The autumn of 1844 again brought us this interesting visitor. During the period, from October 21st to November 2nd, a rise and fall of the barometer occurred, in many respects similar to the two preceding the identity in this case was not so distinctly marked, but there was still sufficient symmetry in the ascending and descending branches of the curve to render it highly probable that the oscillation was due to the same cause that produced those in 1842 and 1843.

This great similarity in the barometric movements occurring about the same period in three consecutive years, induces a hope that this wave may again return; and meteorologists are invited to direct their especial attention to the oscillations of the barometer during the months of October and November next; should it return, we shall, by multiplying observations upon it, be in a much better position to examine it in every possible aspect, and by separating from the observations every circumstance that can at all influence the barometer, we shall be able to contemplate it entirely free from every cause that can at all influence it, and by which its form, direction, velocity, &c., may be modified.

In order to carry this out effectually, two or three considerations

are essential.

1st. It appears that the line joining Dublin and Munich is an axis or line of greatest symmetry; it is, therefore, desirable that numerous observations should be made on this line-Birmingham and Brussels are two important stations on it.

2nd. As nearly as possible stations should be chosen on each side this line, so that they may be arranged with a certain regard to symmetry. A much better idea of the wave could be obtained from observations made at stations equally disposed with respect to it than otherwise.

3rd. Those instruments should be observed contemporaneously with the barometer that are capable of giving us information by which we can obtain the true pressure of the gaseous atmosphere.

With this view, I have drawn up the following instructions, which I shall be most happy to forward to gentlemen desirous of taking part in these interesting observations, (upon being applied to for that pur

pose,) accompanied with printed forms for recording the observations. The instructions consist

1st. Of the times of observation.

2nd. Of the instruments to be observed.

3rd. Of the data necessary for reducing the observations, and rendering them suitable to be employed in this inquiry.

Times of Observation.-The following hours are the most suitable for the object now in view: 3 A. M., 9 A. M., 3 P. M. and 9 P. M.; these hours divide the day into four equal parts; they have been recommended by the Royal Society as meteorological hours, and are the hours at which observations are made daily, by direction and under the superintendence of the Honorable the Corporation of the Trinity House, which have been most advantageously used in the examination of atmospheric waves. In cases, however, in which the observation at 3 A. M. may be inconvenient or impracticable, it will be important to substitute for it two observations, one at midnight and the other at 6 in the morning, so that the hours of observation will in such cases be 6 A. M., 9 A. M., 3 P. M., 9 P. M. and midnight. To individuals who cannot command these hours, it is recommended that observations should be made as near them as possible; these will still be valuable, although not to so great an extent as those made at the regular hours.
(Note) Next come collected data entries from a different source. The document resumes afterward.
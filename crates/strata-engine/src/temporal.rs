//! Recency-weighted hotspots.
//!
//! Churn decays hyperbolically with the age of a file's last change: a file
//! last touched one half-life ago keeps half its weight, two half-lives ago a
//! third, and so on.

use chrono::DateTime;
use serde::Serialize;
use strata_core::{DateRange, StrataError};

use crate::index::ChangeIndex;

const SECONDS_PER_DAY: i64 = 86_400;

/// A hotspot weighted by how recently the file changed.
///
/// # Examples
///
/// ```
/// use strata_engine::temporal::TemporalHotspot;
///
/// let t = TemporalHotspot {
///     path: "src/lib.rs".into(),
///     lines_changed: 100,
///     additions: 60,
///     deletions: 40,
///     commits: 4,
///     last_changed: "2025-03-01".into(),
///     days_since: 30,
///     score: 50.0,
/// };
/// assert!(t.score <= t.lines_changed as f64);
/// ```
#[derive(Debug, Clone, PartialEq, Serialize)]
pub struct TemporalHotspot {
    /// Logical file path relative to repo root.
    pub path: String,
    /// `additions + deletions`.
    pub lines_changed: u64,
    /// Lines added in the window.
    pub additions: u64,
    /// Lines deleted in the window.
    pub deletions: u64,
    /// Commits touching the file in the window.
    pub commits: u32,
    /// UTC date of the most recent change, `YYYY-MM-DD`.
    pub last_changed: String,
    /// Whole days between the last change and the end of the window.
    pub days_since: u64,
    /// `lines_changed / (1 + days_since / half_life)`.
    pub score: f64,
}

/// Score every indexed file by decayed churn, measured from the window's
/// exclusive end.
///
/// Sorted by score descending, then `commits` descending, then path
/// ascending.
///
/// # Errors
///
/// Returns [`StrataError::Config`] if `half_life_days` is not a positive
/// finite number.
///
/// # Examples
///
/// ```
/// use strata_core::DateRange;
/// use strata_engine::index::ChangeIndex;
/// use strata_engine::temporal::score_temporal_hotspots;
///
/// let range = DateRange::parse("2025-01-01", "2025-02-01").unwrap();
/// let scored = score_temporal_hotspots(&ChangeIndex::default(), &range, 30.0).unwrap();
/// assert!(scored.is_empty());
/// assert!(score_temporal_hotspots(&ChangeIndex::default(), &range, 0.0).is_err());
/// ```
pub fn score_temporal_hotspots(
    index: &ChangeIndex,
    range: &DateRange,
    half_life_days: f64,
) -> Result<Vec<TemporalHotspot>, StrataError> {
    if !half_life_days.is_finite() || half_life_days <= 0.0 {
        return Err(StrataError::Config(format!(
            "half-life must be a positive number of days, got {half_life_days}"
        )));
    }

    let now = range.end_timestamp();
    let mut scored: Vec<TemporalHotspot> = index
        .files()
        .iter()
        .map(|file| {
            let days_since = ((now - file.last_changed).max(0) / SECONDS_PER_DAY) as u64;
            let lines_changed = file.lines_changed();
            let score = lines_changed as f64 / (1.0 + days_since as f64 / half_life_days);
            TemporalHotspot {
                path: file.path.clone(),
                lines_changed,
                additions: file.additions,
                deletions: file.deletions,
                commits: file.commits,
                last_changed: format_day(file.last_changed),
                days_since,
                score,
            }
        })
        .collect();

    scored.sort_by(|a, b| {
        b.score
            .total_cmp(&a.score)
            .then_with(|| b.commits.cmp(&a.commits))
            .then_with(|| a.path.cmp(&b.path))
    });
    Ok(scored)
}

fn format_day(timestamp: i64) -> String {
    DateTime::from_timestamp(timestamp, 0)
        .map(|dt| dt.format("%Y-%m-%d").to_string())
        .unwrap_or_default()
}
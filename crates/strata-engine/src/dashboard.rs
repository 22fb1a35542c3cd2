//! Window-wide totals computed in one streaming pass, without an index.

use std::collections::HashSet;

use serde::Serialize;

use crate::exclude::ExcludeSet;
use crate::mining::CommitInfo;

/// Headline numbers for a date window.
///
/// `commits` and `contributors` count every commit in the window; the line
/// and file totals skip excluded paths.
#[derive(Debug, Clone, Default, PartialEq, Eq, Serialize)]
pub struct DashboardStats {
    /// Commits in the window.
    pub commits: u64,
    /// Distinct author emails in the window.
    pub contributors: u64,
    /// Lines added to non-excluded files.
    pub additions: u64,
    /// Lines deleted from non-excluded files.
    pub deletions: u64,
    /// Distinct non-excluded paths as reported by the diffs.
    pub files_changed: u64,
}

/// Running totals fed one commit at a time.
///
/// # Examples
///
/// ```
/// use strata_engine::dashboard::DashboardBuilder;
/// use strata_engine::exclude::ExcludeSet;
/// use strata_engine::mining::CommitInfo;
///
/// let mut builder = DashboardBuilder::new(ExcludeSet::default());
/// builder.push(&CommitInfo {
///     hash: "c1".into(),
///     author: "alice".into(),
///     email: "alice@example.com".into(),
///     timestamp: 1000,
///     position: 0,
///     parent_count: 0,
///     message: "init".into(),
///     files_changed: vec![],
/// });
/// let stats = builder.finish();
/// assert_eq!(stats.commits, 1);
/// assert_eq!(stats.contributors, 1);
/// ```
#[derive(Debug)]
pub struct DashboardBuilder {
    exclude: ExcludeSet,
    stats: DashboardStats,
    emails: HashSet<String>,
    paths: HashSet<String>,
}

impl DashboardBuilder {
    /// Start from zero, skipping paths matching `exclude` in line totals.
    pub fn new(exclude: ExcludeSet) -> Self {
        Self {
            exclude,
            stats: DashboardStats::default(),
            emails: HashSet::new(),
            paths: HashSet::new(),
        }
    }

    /// Fold one commit into the totals.
    pub fn push(&mut self, commit: &CommitInfo) {
        self.stats.commits += 1;
        if !self.emails.contains(&commit.email) {
            self.emails.insert(commit.email.clone());
        }
        for change in &commit.files_changed {
            if self.exclude.is_excluded(&change.path) {
                continue;
            }
            self.stats.additions += change.lines_added;
            self.stats.deletions += change.lines_deleted;
            if !self.paths.contains(&change.path) {
                self.paths.insert(change.path.clone());
            }
        }
    }

    /// The final totals.
    pub fn finish(mut self) -> DashboardStats {
        self.stats.contributors = self.emails.len() as u64;
        self.stats.files_changed = self.paths.len() as u64;
        self.stats
    }
}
In these cases, however, it will be absolutely necessary to substitute two readings for every one of the regular hours omitted-one previous to, the other succeeding, the hour so omitted; and these should, if possible, include an equal interval both before and after such hour. In all cases the exact hour and minute of mean` time at the place of observation should be inserted in its appropriate column in the form for recording the observations.

Instruments to be observed. At the regular hours of observation, or any others that the observer may fix upon, in accordance with the foregoing instructions, it will be necessary to observe,-1st, The barometer, with its attached thermometer, and enter in the form the actual height observed, with the temperature of the mercury. 2nd, The external and dry thermometer. 3rd, The wet bulb thermometer. (These observations are particularly essential, in order to separate the pressure of the vapor from the aggregate pressure, as measured by the mercurial column.) 4th, The direction and force of the wind. (These are important to determine the connexion between the undulatory and molecular motion of the wave.) 5th, The character of the weather at the times of observation; which may be recorded by Capt. Beaufort's symbols. It is proposed to commence the observations on the 1st of October next, and continue them daily, until the end of November, unless it should be found that at that time the wave is not completed, in which case it will be requisite to continue them a few days longer.

Data for Reduction.-It will be necessary, on returning the form when filled, to accompany it with the following data for reduction. A blank is left for this purpose on the back of the form. The geographical co-ordinates of the place of observation, viz. latitude and longitude. The altitude of the cistern of the barometer above the

level of the sea, exactly, if not, as near as it can be obtained. The internal diameter of the tube of the barometer. The capacity, neutral point, and temperature. (These are usually engraved on the instrument.) If the co-efficients of the diurnal and annual oscillations have been determined for the place of observation, include them.

sets of observations which may be reduced by the observers should be accompanied with the original observations, and a reference to the tables used in their reduction, also the data above mentioned. All observations that may be made in accordance with these instructions and forwarded to me, will be carefully examined and reported on at the next meeting of the British Association.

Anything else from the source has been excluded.